Delfina me observó como si yo fuera un niño pidiendo dulces o galletas con un vaso de leche antes de ir a la cama. Entonces tomó otra fotografía del álbum y me señaló al mismo hombre apuesto, arrodillado y con un semblante serio, aparentemente se encontraba examinando el suelo arenoso del Chaco minado de corazones destrozados que dejaba a su paso, y con voz temblorosa dijo: —Juan Martín era un auténtico caballero en todos los detalles posibles… Cumplía cabalmente los requisitos de un verdadero príncipe de esos que solo existen en los cuentos de hadas. Todas las muchachas estaban perdidamente enamoradas de él, desde el instante en que lo vimos llegar al fortín de Isla Po’i. Algunas reían sin razón nada más al verlo con esos cabellos castaños que resplandecían con el reverberar del sol y unos tremendos luceros brillantes escoltados de kilométricas pestañas —sonríe con los pocos dientes que le quedaban y suspira diciendo:

—Felipe, hijo… La guerra del Chaco fue un verdadero desafío para los hombres y mujeres de nuestra nación. Con solo imaginar o escuchar sobre ella no es suficiente para dimensionar su magnitud. Paraguay apenas se ponía de pie luego de la sangrienta Guerra Guasu cuando nuevamente cayó en esta.

Seguro tu padre te contó sus anécdotas, en especial aquella, donde por piedad tuvo que dar su orín a los semimuertos bolivianos que salían del monte a rogarles por cualquier bebida, e imagino que también aquella donde las garrapatas infestaron sus testículos. Pero, hijo, te aseguro que ni siquiera las visiones del libro de apocalipsis habían preparado a los paraguayos para revivir el horror de otra carnicería de compatriotas.

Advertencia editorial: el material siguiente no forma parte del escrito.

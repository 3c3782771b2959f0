use std::cmp;
use std::io::Cursor;

use bytes::Bytes;
use image::io::{Limits, Reader};
use image::{DynamicImage, ImageError, ImageFormat, Rgba, RgbaImage};

use crate::error::Error;

use super::encode_png;

/// Smallest side the overlay is ever drawn at.
pub const MIN_OVERLAY_SIDE: u32 = 100;

/// The overlay side is this fraction of the carrier's smaller dimension.
pub const OVERLAY_DIVISOR: u32 = 5;

/// Gap between the overlay and the carrier's bottom and right edges.
pub const DEFAULT_MARGIN: u32 = 10;

/// Largest carrier width or height that will be decoded.
pub const MAX_CARRIER_SIDE: u32 = 8192;

/// Most memory a single carrier decode may allocate.
pub const MAX_CARRIER_ALLOC: u64 = 256 * 1024 * 1024;

/// Stamps an artifact onto the bottom-right corner of a carrier image.
#[derive(Copy, Clone, Debug)]
pub struct Compositor {
    margin: u32,
}

impl Default for Compositor {
    fn default() -> Compositor {
        Compositor::new(DEFAULT_MARGIN)
    }
}

impl Compositor {
    pub fn new(margin: u32) -> Compositor {
        Compositor { margin }
    }

    /// Composites `artifact` (a PNG) onto `carrier` (PNG or JPEG) and returns
    /// the result as PNG. Identical inputs always give identical bytes.
    pub fn composite(&self, carrier: &[u8], artifact: &[u8]) -> Result<Bytes, Error> {
        let mut canvas = decode_carrier(carrier)?.to_rgba8();
        let artifact = image::load_from_memory_with_format(artifact, ImageFormat::Png)?.to_rgba8();

        let (width, height) = canvas.dimensions();
        let side = overlay_side(width, height);
        let overlay = resize_nearest(&artifact, side, side);
        let (origin_x, origin_y) = self.placement(width, height, side);

        for (x, y, pixel) in overlay.enumerate_pixels() {
            let (canvas_x, canvas_y) = (origin_x + x, origin_y + y);
            if canvas_x >= width || canvas_y >= height {
                continue;
            }

            let base = canvas.get_pixel_mut(canvas_x, canvas_y);
            *base = source_over(*pixel, *base);
        }

        encode_png(&DynamicImage::ImageRgba8(canvas))
    }

    /// Top-left corner of the overlay. On an axis where the overlay and
    /// margin do not fit, the origin is clamped to 0 and whatever spills past
    /// the far edge is clipped.
    pub fn placement(&self, width: u32, height: u32, side: u32) -> (u32, u32) {
        let reach = side + self.margin;

        (width.saturating_sub(reach), height.saturating_sub(reach))
    }
}

pub fn overlay_side(width: u32, height: u32) -> u32 {
    cmp::max(MIN_OVERLAY_SIDE, cmp::min(width, height) / OVERLAY_DIVISOR)
}

fn decode_carrier(bytes: &[u8]) -> Result<DynamicImage, Error> {
    let format = image::guess_format(bytes).map_err(|_| Error::UnsupportedImageFormat)?;
    match format {
        ImageFormat::Png | ImageFormat::Jpeg => {}
        _ => return Err(Error::UnsupportedImageFormat),
    }

    let too_large = Error::ImageDimensionsTooLarge {
        max_width: MAX_CARRIER_SIDE,
        max_height: MAX_CARRIER_SIDE,
    };

    // header only, nothing is allocated for pixels yet
    let (width, height) = Reader::with_format(Cursor::new(bytes), format)
        .into_dimensions()
        .map_err(|_| Error::UnsupportedImageFormat)?;
    if width > MAX_CARRIER_SIDE || height > MAX_CARRIER_SIDE {
        return Err(too_large);
    }

    let mut limits = Limits::default();
    limits.max_image_width = Some(MAX_CARRIER_SIDE);
    limits.max_image_height = Some(MAX_CARRIER_SIDE);
    limits.max_alloc = Some(MAX_CARRIER_ALLOC);

    let mut reader = Reader::with_format(Cursor::new(bytes), format);
    reader.limits(limits);
    reader.decode().map_err(|err| match err {
        ImageError::Limits(_) => too_large,
        _ => Error::UnsupportedImageFormat,
    })
}

/// Nearest-neighbor resample; each destination pixel copies exactly one
/// source pixel.
pub fn resize_nearest(source: &RgbaImage, width: u32, height: u32) -> RgbaImage {
    let (source_width, source_height) = source.dimensions();

    RgbaImage::from_fn(width, height, |x, y| {
        let source_x = (u64::from(x) * u64::from(source_width) / u64::from(width)) as u32;
        let source_y = (u64::from(y) * u64::from(source_height) / u64::from(height)) as u32;
        *source.get_pixel(source_x, source_y)
    })
}

/// Non-premultiplied "source over destination" with round-half-up.
pub fn source_over(source: Rgba<u8>, destination: Rgba<u8>) -> Rgba<u8> {
    let source_alpha = u32::from(source[3]);
    match source_alpha {
        255 => return source,
        0 => return destination,
        _ => {}
    }

    let destination_alpha = u32::from(destination[3]);
    let remainder = 255 - source_alpha;

    // output alpha scaled by 255, never zero here
    let alpha = source_alpha * 255 + destination_alpha * remainder;

    let mut output = [0u8; 4];
    for channel in 0..3 {
        let weighted = u32::from(source[channel]) * source_alpha * 255
            + u32::from(destination[channel]) * destination_alpha * remainder;
        output[channel] = ((weighted + alpha / 2) / alpha) as u8;
    }
    output[3] = ((alpha + 127) / 255) as u8;

    Rgba(output)
}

Desde mi puesto de enfermería, rezaba fervientemente a diario para no encontrar a tu padre entre los muertos o heridos que llegaban hasta el hospital del fortín. Atendiendo a muchos de nuestros hombres llegué a oír cómo la sed los hacía cometer la locura de tomar hasta su propia sangre.

Casi todos se encontraban con sus pieles mutiladas, rociadas por las esquirlas de las metrallas o fragmentos de karumbe’i. Recuerdo también a aquellos que temblaban por las noches, rogándome que espante al urutaú que merodeaba entonando su tétrica melodía fúnebre y que nos helaba la sangre a todos por igual. Otros delirando gritaban ¡A las armas!, también comentaban consternados el horror que sentían al descubrir a los «bolí» resecados, encaramados a los árboles o tendidos a lo largo del camino en espantosas posiciones. Jóvenes que vivieron cientos de vidas en una sola.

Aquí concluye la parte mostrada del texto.